Consider the people in the programs and the labs you're thinking about. These would be your colleagues. If you join the lab, you may end up spending more time with them than with the PI! Do you get along with these people? Can you learn from them, and them from you? Could you work with them? Leave a little room for growth (theirs and yours!) by focusing on potential, not current state exactly. Their experience can also be useful information because, chances are, your experience will be similar to theirs. Are they happy? Are they succeeding and growing? Don't confuse looking for labmates with whom you'd work well with looking for a friend! You are not looking for friends - you’re looking for people to work with and learn from; while being friends is good, it’s not primary (remember your goal). You can also ask about previous lab members - people who have left the lab. Who left the lab and why: did they graduate? did they transfer labs or programs? did they drop out? did they leave on their own, or were they kicked out? There are fine reasons to leave a lab, and less-fine reasons; reasons that have mostly to do with the person leaving, career stages, or things like that, and reasons that indicate an unhealthy or even toxic environment. Someone leaving the lab isn’t necessarily a bad thing, and not everything from the past is relevant to the future. Gather evidence and information, read between the lines, beware rumor and speculation, and come to your own evaluation.

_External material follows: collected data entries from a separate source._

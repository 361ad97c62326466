/// Static permission table mapping actions to allowed roles
///
/// Every tenant-scoped action has an explicitly enumerated set of roles
/// that may perform it. There is deliberately no role hierarchy being
/// collapsed here: reading is granted to guests while most mutations are
/// not, so "owner ⊇ admin ⊇ member ⊇ guest" would grant the wrong things.
/// The table is data-independent and checked before any mutating operation
/// executes.
///
/// # Example
///
/// ```
/// use teamdeck_shared::auth::permission::{require, Action};
/// use teamdeck_shared::models::membership::MemberRole;
///
/// assert!(require(MemberRole::Guest, Action::ProjectRead).is_ok());
/// assert!(require(MemberRole::Guest, Action::ProjectUpdate).is_err());
/// ```

use serde::{Deserialize, Serialize};
use std::fmt;

use crate::models::membership::MemberRole;

/// Error type for permission checks
#[derive(Debug, thiserror::Error)]
pub enum PermissionError {
    /// The caller's role is not in the action's allowed set
    #[error("role {role} may not perform {action}")]
    Denied {
        /// The attempted action
        action: Action,
        /// The caller's role
        role: MemberRole,
    },
}

/// Tenant-scoped actions subject to the permission table
#[derive(Debug, Clone, Copy, PartialEq, Eq, Hash, Serialize, Deserialize)]
#[serde(rename_all = "snake_case")]
pub enum Action {
    /// View projects
    ProjectRead,
    /// Create a project
    ProjectCreate,
    /// Edit a project
    ProjectUpdate,
    /// Delete a project
    ProjectDelete,

    /// View tasks
    TaskRead,
    /// Create a task
    TaskCreate,
    /// Edit or move a task
    TaskUpdate,
    /// Delete a task
    TaskDelete,

    /// View the member list
    MemberRead,
    /// Invite a user into the organization
    MemberInvite,
    /// Change a member's role
    MemberManage,
    /// Remove a member
    MemberRemove,

    /// Edit organization settings
    OrgUpdate,
    /// Delete the organization
    OrgDelete,

    /// Manage the subscription and payment details
    BillingManage,
}

impl Action {
    /// Returns the action name in `resource:verb` form
    pub fn as_str(&self) -> &'static str {
        match self {
            Action::ProjectRead => "project:read",
            Action::ProjectCreate => "project:create",
            Action::ProjectUpdate => "project:update",
            Action::ProjectDelete => "project:delete",
            Action::TaskRead => "task:read",
            Action::TaskCreate => "task:create",
            Action::TaskUpdate => "task:update",
            Action::TaskDelete => "task:delete",
            Action::MemberRead => "member:read",
            Action::MemberInvite => "member:invite",
            Action::MemberManage => "member:manage",
            Action::MemberRemove => "member:remove",
            Action::OrgUpdate => "org:update",
            Action::OrgDelete => "org:delete",
            Action::BillingManage => "billing:manage",
        }
    }

    /// Parses an action from its `resource:verb` form
    pub fn parse(s: &str) -> Option<Self> {
        match s {
            "project:read" => Some(Action::ProjectRead),
            "project:create" => Some(Action::ProjectCreate),
            "project:update" => Some(Action::ProjectUpdate),
            "project:delete" => Some(Action::ProjectDelete),
            "task:read" => Some(Action::TaskRead),
            "task:create" => Some(Action::TaskCreate),
            "task:update" => Some(Action::TaskUpdate),
            "task:delete" => Some(Action::TaskDelete),
            "member:read" => Some(Action::MemberRead),
            "member:invite" => Some(Action::MemberInvite),
            "member:manage" => Some(Action::MemberManage),
            "member:remove" => Some(Action::MemberRemove),
            "org:update" => Some(Action::OrgUpdate),
            "org:delete" => Some(Action::OrgDelete),
            "billing:manage" => Some(Action::BillingManage),
            _ => None,
        }
    }

    /// Returns every action, for exhaustive tests and introspection
    pub fn all() -> &'static [Action] {
        &[
            Action::ProjectRead,
            Action::ProjectCreate,
            Action::ProjectUpdate,
            Action::ProjectDelete,
            Action::TaskRead,
            Action::TaskCreate,
            Action::TaskUpdate,
            Action::TaskDelete,
            Action::MemberRead,
            Action::MemberInvite,
            Action::MemberManage,
            Action::MemberRemove,
            Action::OrgUpdate,
            Action::OrgDelete,
            Action::BillingManage,
        ]
    }
}

impl fmt::Display for Action {
    fn fmt(&self, f: &mut fmt::Formatter<'_>) -> fmt::Result {
        f.write_str(self.as_str())
    }
}

const ALL_ROLES: &[MemberRole] = &[
    MemberRole::Owner,
    MemberRole::Admin,
    MemberRole::Member,
    MemberRole::Guest,
];

const WRITERS: &[MemberRole] = &[MemberRole::Owner, MemberRole::Admin, MemberRole::Member];

const ADMINS: &[MemberRole] = &[MemberRole::Owner, MemberRole::Admin];

const OWNER_ONLY: &[MemberRole] = &[MemberRole::Owner];

/// The permission table
///
/// The match is exhaustive over [`Action`], so adding an action without
/// deciding its allowed roles fails to compile.
pub fn allowed_roles(action: Action) -> &'static [MemberRole] {
    match action {
        Action::ProjectRead => ALL_ROLES,
        Action::ProjectCreate => WRITERS,
        Action::ProjectUpdate => WRITERS,
        Action::ProjectDelete => ADMINS,

        Action::TaskRead => ALL_ROLES,
        Action::TaskCreate => WRITERS,
        Action::TaskUpdate => WRITERS,
        Action::TaskDelete => WRITERS,

        Action::MemberRead => ALL_ROLES,
        Action::MemberInvite => ADMINS,
        Action::MemberManage => ADMINS,
        Action::MemberRemove => ADMINS,

        Action::OrgUpdate => ADMINS,
        Action::OrgDelete => OWNER_ONLY,

        Action::BillingManage => OWNER_ONLY,
    }
}

/// Checks whether a role may perform an action
pub fn is_allowed(role: MemberRole, action: Action) -> bool {
    allowed_roles(action).contains(&role)
}

/// Requires that a role may perform an action
///
/// # Errors
///
/// Returns `PermissionError::Denied` when the role is not in the action's
/// allowed set
pub fn require(role: MemberRole, action: Action) -> Result<(), PermissionError> {
    if is_allowed(role, action) {
        Ok(())
    } else {
        Err(PermissionError::Denied { action, role })
    }
}

#[cfg(test)]
mod tests {
    use super::*;

    #[test]
    fn test_action_str_roundtrip() {
        for action in Action::all() {
            assert_eq!(Action::parse(action.as_str()), Some(*action));
        }
        assert_eq!(Action::parse("project:explode"), None);
    }

    #[test]
    fn test_every_action_has_an_owner() {
        // Owners appear in every allowed set, but only because each set
        // lists them explicitly
        for action in Action::all() {
            assert!(
                is_allowed(MemberRole::Owner, *action),
                "owner should be allowed {}",
                action
            );
        }
    }

    #[test]
    fn test_guest_permissions_enumerated() {
        // Guests hold exactly the read actions; each permission is checked
        // independently rather than assuming role order implies permission
        // order
        assert!(is_allowed(MemberRole::Guest, Action::ProjectRead));
        assert!(is_allowed(MemberRole::Guest, Action::TaskRead));
        assert!(is_allowed(MemberRole::Guest, Action::MemberRead));

        assert!(!is_allowed(MemberRole::Guest, Action::ProjectCreate));
        assert!(!is_allowed(MemberRole::Guest, Action::ProjectUpdate));
        assert!(!is_allowed(MemberRole::Guest, Action::ProjectDelete));
        assert!(!is_allowed(MemberRole::Guest, Action::TaskCreate));
        assert!(!is_allowed(MemberRole::Guest, Action::TaskUpdate));
        assert!(!is_allowed(MemberRole::Guest, Action::TaskDelete));
        assert!(!is_allowed(MemberRole::Guest, Action::MemberInvite));
        assert!(!is_allowed(MemberRole::Guest, Action::MemberManage));
        assert!(!is_allowed(MemberRole::Guest, Action::MemberRemove));
        assert!(!is_allowed(MemberRole::Guest, Action::OrgUpdate));
        assert!(!is_allowed(MemberRole::Guest, Action::OrgDelete));
        assert!(!is_allowed(MemberRole::Guest, Action::BillingManage));
    }

    #[test]
    fn test_member_permissions_enumerated() {
        assert!(is_allowed(MemberRole::Member, Action::ProjectRead));
        assert!(is_allowed(MemberRole::Member, Action::ProjectCreate));
        assert!(is_allowed(MemberRole::Member, Action::ProjectUpdate));
        assert!(is_allowed(MemberRole::Member, Action::TaskRead));
        assert!(is_allowed(MemberRole::Member, Action::TaskCreate));
        assert!(is_allowed(MemberRole::Member, Action::TaskUpdate));
        assert!(is_allowed(MemberRole::Member, Action::TaskDelete));
        assert!(is_allowed(MemberRole::Member, Action::MemberRead));

        assert!(!is_allowed(MemberRole::Member, Action::ProjectDelete));
        assert!(!is_allowed(MemberRole::Member, Action::MemberInvite));
        assert!(!is_allowed(MemberRole::Member, Action::MemberManage));
        assert!(!is_allowed(MemberRole::Member, Action::MemberRemove));
        assert!(!is_allowed(MemberRole::Member, Action::OrgUpdate));
        assert!(!is_allowed(MemberRole::Member, Action::OrgDelete));
        assert!(!is_allowed(MemberRole::Member, Action::BillingManage));
    }

    #[test]
    fn test_admin_permissions_enumerated() {
        assert!(is_allowed(MemberRole::Admin, Action::ProjectDelete));
        assert!(is_allowed(MemberRole::Admin, Action::MemberInvite));
        assert!(is_allowed(MemberRole::Admin, Action::MemberManage));
        assert!(is_allowed(MemberRole::Admin, Action::MemberRemove));
        assert!(is_allowed(MemberRole::Admin, Action::OrgUpdate));

        assert!(!is_allowed(MemberRole::Admin, Action::OrgDelete));
        assert!(!is_allowed(MemberRole::Admin, Action::BillingManage));
    }

    #[test]
    fn test_owner_exclusive_actions() {
        assert!(is_allowed(MemberRole::Owner, Action::OrgDelete));
        assert!(is_allowed(MemberRole::Owner, Action::BillingManage));

        for role in [MemberRole::Admin, MemberRole::Member, MemberRole::Guest] {
            assert!(!is_allowed(role, Action::OrgDelete));
            assert!(!is_allowed(role, Action::BillingManage));
        }
    }

    #[test]
    fn test_require_denied_error() {
        let err = require(MemberRole::Guest, Action::TaskDelete).unwrap_err();
        let PermissionError::Denied { action, role } = err;
        assert_eq!(action, Action::TaskDelete);
        assert_eq!(role, MemberRole::Guest);
    }

    #[test]
    fn test_denied_error_display() {
        let err = require(MemberRole::Guest, Action::ProjectDelete).unwrap_err();
        let msg = err.to_string();
        assert!(msg.contains("guest"));
        assert!(msg.contains("project:delete"));
    }
}
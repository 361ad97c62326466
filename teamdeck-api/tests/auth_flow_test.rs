/// Integration tests for the session endpoints
///
/// Run against a real PostgreSQL instance:
///
/// ```bash
/// DATABASE_URL=postgres://localhost/teamdeck_test cargo test -p teamdeck-api -- --ignored
/// ```

mod common;

use axum::http::StatusCode;
use chrono::Duration;
use common::{body_json, TestContext, ACCESS_SECRET};
use serde_json::json;
use teamdeck_shared::auth::jwt::{issue_token, Claims};
use uuid::Uuid;

#[tokio::test]
#[ignore = "requires PostgreSQL"]
async fn test_register_conflict_on_duplicate_email() {
    let ctx = TestContext::new().await.unwrap();
    let user = ctx.register_user("First").await.unwrap();

    let response = ctx
        .post(
            "/v1/auth/register",
            json!({
                "name": "Second",
                "email": user.email,
                "password": "different8pass",
            }),
        )
        .await;

    assert_eq!(response.status(), StatusCode::CONFLICT);
    let body = body_json(response).await;
    assert_eq!(body["error"], "email_exists");

    ctx.cleanup_user(&user).await;
}

#[tokio::test]
#[ignore = "requires PostgreSQL"]
async fn test_register_rejects_weak_password() {
    let ctx = TestContext::new().await.unwrap();

    let response = ctx
        .post(
            "/v1/auth/register",
            json!({
                "email": format!("weak-{}@example.com", Uuid::new_v4()),
                "password": "nodigits",
            }),
        )
        .await;

    assert_eq!(response.status(), StatusCode::UNPROCESSABLE_ENTITY);
    let body = body_json(response).await;
    assert_eq!(body["error"], "validation_error");
}

#[tokio::test]
#[ignore = "requires PostgreSQL"]
async fn test_login_same_code_for_unknown_email_and_wrong_password() {
    let ctx = TestContext::new().await.unwrap();
    let user = ctx.register_user("Login").await.unwrap();

    let wrong_password = ctx
        .post(
            "/v1/auth/login",
            json!({"email": user.email, "password": "not-the-password1"}),
        )
        .await;
    assert_eq!(wrong_password.status(), StatusCode::UNAUTHORIZED);
    let wrong_body = body_json(wrong_password).await;

    let unknown_email = ctx
        .post(
            "/v1/auth/login",
            json!({
                "email": format!("missing-{}@example.com", Uuid::new_v4()),
                "password": user.password,
            }),
        )
        .await;
    assert_eq!(unknown_email.status(), StatusCode::UNAUTHORIZED);
    let unknown_body = body_json(unknown_email).await;

    // Both failures carry the same code so emails cannot be enumerated
    assert_eq!(wrong_body["error"], "invalid_credentials");
    assert_eq!(unknown_body["error"], wrong_body["error"]);

    ctx.cleanup_user(&user).await;
}

#[tokio::test]
#[ignore = "requires PostgreSQL"]
async fn test_login_returns_tokens_and_organizations() {
    let ctx = TestContext::new().await.unwrap();
    let user = ctx.register_user("Login").await.unwrap();

    let response = ctx
        .post(
            "/v1/auth/login",
            json!({"email": user.email, "password": user.password}),
        )
        .await;

    assert_eq!(response.status(), StatusCode::OK);
    let body = body_json(response).await;
    assert!(body["access_token"].is_string());
    assert!(body["refresh_token"].is_string());
    assert!(body["organizations"].is_array());
    assert!(body["user"]["password_hash"].is_null());

    ctx.cleanup_user(&user).await;
}

#[tokio::test]
#[ignore = "requires PostgreSQL"]
async fn test_logout_then_refresh_fails_invalid() {
    let ctx = TestContext::new().await.unwrap();
    let user = ctx.register_user("Logout").await.unwrap();

    let logout = ctx
        .post("/v1/auth/logout", json!({"refresh_token": user.refresh_token}))
        .await;
    assert_eq!(logout.status(), StatusCode::OK);

    // Idempotent: a second logout still succeeds
    let again = ctx
        .post("/v1/auth/logout", json!({"refresh_token": user.refresh_token}))
        .await;
    assert_eq!(again.status(), StatusCode::OK);

    // The revoked token is invalid, not expired
    let refresh = ctx
        .post("/v1/auth/refresh", json!({"refresh_token": user.refresh_token}))
        .await;
    assert_eq!(refresh.status(), StatusCode::UNAUTHORIZED);
    let body = body_json(refresh).await;
    assert_eq!(body["error"], "token_invalid");

    ctx.cleanup_user(&user).await;
}

#[tokio::test]
#[ignore = "requires PostgreSQL"]
async fn test_refresh_rotation_makes_old_token_single_use() {
    let ctx = TestContext::new().await.unwrap();
    let user = ctx.register_user("Rotate").await.unwrap();

    let first = ctx
        .post("/v1/auth/refresh", json!({"refresh_token": user.refresh_token}))
        .await;
    assert_eq!(first.status(), StatusCode::OK);
    let first_body = body_json(first).await;
    let new_refresh = first_body["refresh_token"].as_str().unwrap().to_string();
    assert_ne!(new_refresh, user.refresh_token);

    let replay = ctx
        .post("/v1/auth/refresh", json!({"refresh_token": user.refresh_token}))
        .await;
    assert_eq!(replay.status(), StatusCode::UNAUTHORIZED);
    assert_eq!(body_json(replay).await["error"], "token_invalid");

    let second = ctx
        .post("/v1/auth/refresh", json!({"refresh_token": new_refresh}))
        .await;
    assert_eq!(second.status(), StatusCode::OK);

    ctx.cleanup_user(&user).await;
}

#[tokio::test]
#[ignore = "requires PostgreSQL"]
async fn test_expired_stored_refresh_token_reports_expired() {
    let ctx = TestContext::new().await.unwrap();
    let user = ctx.register_user("Expired").await.unwrap();

    sqlx::query("UPDATE refresh_tokens SET expires_at = NOW() - INTERVAL '1 hour' WHERE user_id = $1")
        .bind(user.user_id)
        .execute(&ctx.db)
        .await
        .unwrap();

    let refresh = ctx
        .post("/v1/auth/refresh", json!({"refresh_token": user.refresh_token}))
        .await;
    assert_eq!(refresh.status(), StatusCode::UNAUTHORIZED);
    assert_eq!(body_json(refresh).await["error"], "token_expired");

    ctx.cleanup_user(&user).await;
}

#[tokio::test]
#[ignore = "requires PostgreSQL"]
async fn test_me_requires_valid_access_token() {
    let ctx = TestContext::new().await.unwrap();
    let user = ctx.register_user("Me").await.unwrap();

    // No header: rejected before any business logic
    let missing = ctx.get("/v1/auth/me").await;
    assert_eq!(missing.status(), StatusCode::UNAUTHORIZED);

    // Garbage token
    let garbage = ctx
        .request_authed("GET", "/v1/auth/me", "not.a.token", None)
        .await;
    assert_eq!(garbage.status(), StatusCode::UNAUTHORIZED);
    assert_eq!(body_json(garbage).await["error"], "token_invalid");

    // Expired token is distinguished so clients refresh instead of re-login
    let expired_claims = Claims::access(
        user.user_id,
        user.email.clone(),
        None,
        Duration::seconds(-3600),
    );
    let expired_token = issue_token(&expired_claims, ACCESS_SECRET).unwrap();
    let expired = ctx
        .request_authed("GET", "/v1/auth/me", &expired_token, None)
        .await;
    assert_eq!(expired.status(), StatusCode::UNAUTHORIZED);
    assert_eq!(body_json(expired).await["error"], "token_expired");

    // Valid token
    let ok = ctx
        .request_authed("GET", "/v1/auth/me", &user.access_token, None)
        .await;
    assert_eq!(ok.status(), StatusCode::OK);
    let body = body_json(ok).await;
    assert_eq!(body["user"]["email"], user.email.as_str());

    ctx.cleanup_user(&user).await;
}
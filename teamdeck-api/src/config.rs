/// Configuration management for the API server
///
/// Loads configuration from environment variables into a typed struct.
/// Validation happens once at startup; a missing or undersized secret
/// aborts the process before it can serve a request.
///
/// # Environment Variables
///
/// - `DATABASE_URL`: PostgreSQL connection string (required)
/// - `DATABASE_MAX_CONNECTIONS`: pool size (default: 10)
/// - `API_HOST`: bind host (default: 0.0.0.0)
/// - `API_PORT`: bind port (default: 8080)
/// - `API_CORS_ORIGINS`: comma-separated origins, `*` for permissive (default: *)
/// - `API_PRODUCTION`: enables HSTS and strict CORS (default: false)
/// - `JWT_ACCESS_SECRET`: access-token signing key, >= 32 chars (required)
/// - `JWT_REFRESH_SECRET`: refresh-token signing key, >= 32 chars (required)
/// - `ACCESS_TOKEN_TTL_MINUTES`: access-token lifetime (default: 15)
/// - `REFRESH_TOKEN_TTL_DAYS`: refresh-token lifetime (default: 7)
/// - `REDIS_URL`: rate-limiter backend; limiter disabled when unset
///
/// # Example
///
/// ```no_run
/// use teamdeck_api::config::Config;
///
/// # fn example() -> anyhow::Result<()> {
/// let config = Config::from_env()?;
/// println!("listening on {}", config.bind_address());
/// # Ok(())
/// # }
/// ```

use chrono::Duration;
use serde::{Deserialize, Serialize};
use std::env;
use teamdeck_shared::auth::session::TokenSettings;

/// Complete application configuration
#[derive(Debug, Clone, Serialize, Deserialize)]
pub struct Config {
    /// API server configuration
    pub api: ApiConfig,

    /// Database configuration
    pub database: DatabaseConfig,

    /// JWT configuration
    pub jwt: JwtConfig,

    /// Redis configuration (rate limiting)
    pub redis: RedisConfig,
}

/// API server configuration
#[derive(Debug, Clone, Serialize, Deserialize)]
pub struct ApiConfig {
    /// Host to bind to
    pub host: String,

    /// Port to bind to
    pub port: u16,

    /// Allowed CORS origins; `["*"]` means permissive
    pub cors_origins: Vec<String>,

    /// Production mode (HSTS, strict headers)
    pub production: bool,
}

/// Database configuration
#[derive(Debug, Clone, Serialize, Deserialize)]
pub struct DatabaseConfig {
    /// PostgreSQL connection URL
    pub url: String,

    /// Maximum number of connections in the pool
    pub max_connections: u32,
}

/// JWT configuration
///
/// Access and refresh tokens use separate signing keys. Generate each
/// with: `openssl rand -hex 32`
#[derive(Debug, Clone, Serialize, Deserialize)]
pub struct JwtConfig {
    /// Secret key for access-token signing
    pub access_secret: String,

    /// Secret key for refresh-token signing
    pub refresh_secret: String,

    /// Access-token lifetime in minutes
    pub access_ttl_minutes: i64,

    /// Refresh-token lifetime in days
    pub refresh_ttl_days: i64,
}

/// Redis configuration
#[derive(Debug, Clone, Serialize, Deserialize)]
pub struct RedisConfig {
    /// Redis connection URL; the auth rate limiter is disabled when unset
    pub url: Option<String>,
}

impl Config {
    /// Loads configuration from environment variables
    ///
    /// # Errors
    ///
    /// Returns an error if a required variable is missing, a value fails to
    /// parse, or a JWT secret is shorter than 32 characters
    pub fn from_env() -> anyhow::Result<Self> {
        // Load .env if present (development convenience)
        dotenvy::dotenv().ok();

        let api_host = env::var("API_HOST").unwrap_or_else(|_| "0.0.0.0".to_string());
        let api_port = env::var("API_PORT")
            .unwrap_or_else(|_| "8080".to_string())
            .parse::<u16>()?;

        let cors_origins = env::var("API_CORS_ORIGINS")
            .unwrap_or_else(|_| "*".to_string())
            .split(',')
            .map(|s| s.trim().to_string())
            .filter(|s| !s.is_empty())
            .collect();

        let production = env::var("API_PRODUCTION")
            .map(|v| v == "1" || v.eq_ignore_ascii_case("true"))
            .unwrap_or(false);

        let database_url = env::var("DATABASE_URL")
            .map_err(|_| anyhow::anyhow!("DATABASE_URL environment variable is required"))?;

        let max_connections = env::var("DATABASE_MAX_CONNECTIONS")
            .unwrap_or_else(|_| "10".to_string())
            .parse::<u32>()?;

        let access_secret = env::var("JWT_ACCESS_SECRET")
            .map_err(|_| anyhow::anyhow!("JWT_ACCESS_SECRET environment variable is required"))?;
        let refresh_secret = env::var("JWT_REFRESH_SECRET")
            .map_err(|_| anyhow::anyhow!("JWT_REFRESH_SECRET environment variable is required"))?;

        if access_secret.len() < 32 {
            anyhow::bail!("JWT_ACCESS_SECRET must be at least 32 characters long");
        }
        if refresh_secret.len() < 32 {
            anyhow::bail!("JWT_REFRESH_SECRET must be at least 32 characters long");
        }

        let access_ttl_minutes = env::var("ACCESS_TOKEN_TTL_MINUTES")
            .unwrap_or_else(|_| "15".to_string())
            .parse::<i64>()?;
        let refresh_ttl_days = env::var("REFRESH_TOKEN_TTL_DAYS")
            .unwrap_or_else(|_| "7".to_string())
            .parse::<i64>()?;

        let redis_url = env::var("REDIS_URL").ok();

        Ok(Self {
            api: ApiConfig {
                host: api_host,
                port: api_port,
                cors_origins,
                production,
            },
            database: DatabaseConfig {
                url: database_url,
                max_connections,
            },
            jwt: JwtConfig {
                access_secret,
                refresh_secret,
                access_ttl_minutes,
                refresh_ttl_days,
            },
            redis: RedisConfig { url: redis_url },
        })
    }

    /// Returns the server bind address
    pub fn bind_address(&self) -> String {
        format!("{}:{}", self.api.host, self.api.port)
    }

    /// Builds the session service's token settings
    pub fn token_settings(&self) -> TokenSettings {
        TokenSettings::new(
            self.jwt.access_secret.clone(),
            self.jwt.refresh_secret.clone(),
        )
        .with_lifetimes(
            Duration::minutes(self.jwt.access_ttl_minutes),
            Duration::days(self.jwt.refresh_ttl_days),
        )
    }
}

#[cfg(test)]
mod tests {
    use super::*;

    fn test_config() -> Config {
        Config {
            api: ApiConfig {
                host: "127.0.0.1".to_string(),
                port: 8080,
                cors_origins: vec!["*".to_string()],
                production: false,
            },
            database: DatabaseConfig {
                url: "postgresql://localhost/test".to_string(),
                max_connections: 10,
            },
            jwt: JwtConfig {
                access_secret: "access-secret-key-at-least-32-bytes!".to_string(),
                refresh_secret: "refresh-secret-key-at-least-32-byte".to_string(),
                access_ttl_minutes: 15,
                refresh_ttl_days: 7,
            },
            redis: RedisConfig { url: None },
        }
    }

    #[test]
    fn test_bind_address() {
        let config = test_config();
        assert_eq!(config.bind_address(), "127.0.0.1:8080");
    }

    #[test]
    fn test_token_settings() {
        let config = test_config();
        let settings = config.token_settings();

        assert_eq!(settings.access_secret, config.jwt.access_secret);
        assert_eq!(settings.refresh_secret, config.jwt.refresh_secret);
        assert_eq!(settings.access_ttl, Duration::minutes(15));
        assert_eq!(settings.refresh_ttl, Duration::days(7));
    }
}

Note that the potential for collaboration with other students in the lab may vary. Does this PI like to have lots of people contribute to each project? Do they instead like to carefully demarcate projects? The PI may have good reasons for either - consider those reasons and come to your own choice. Note that if there is collaboration between lab members (let alone with people outside of the lab), this may occur in addition to your own research that is primarily between you & the PI. In other words, you won’t just work on others’ projects, you’ll have your own too.
Especially when it comes to graduate school, the institution and the department matter, but not as much as the PI. The things decided at that level include stipend, course requirements, and resources, among other things. Ask around, and find out what you need to know.
Think about what you want outside of your research and PhD program too, including things like taking time off, seeing friends and family, having hobbies, having or starting a family, doing professional service, etc. These are part of keeping you mentally and physically healthy, and are parts of your life - do you feel that’d be supported in the ways you need and want? Do the PI and their lab do these things? If so, it’s a good sign they’ll support you in the same.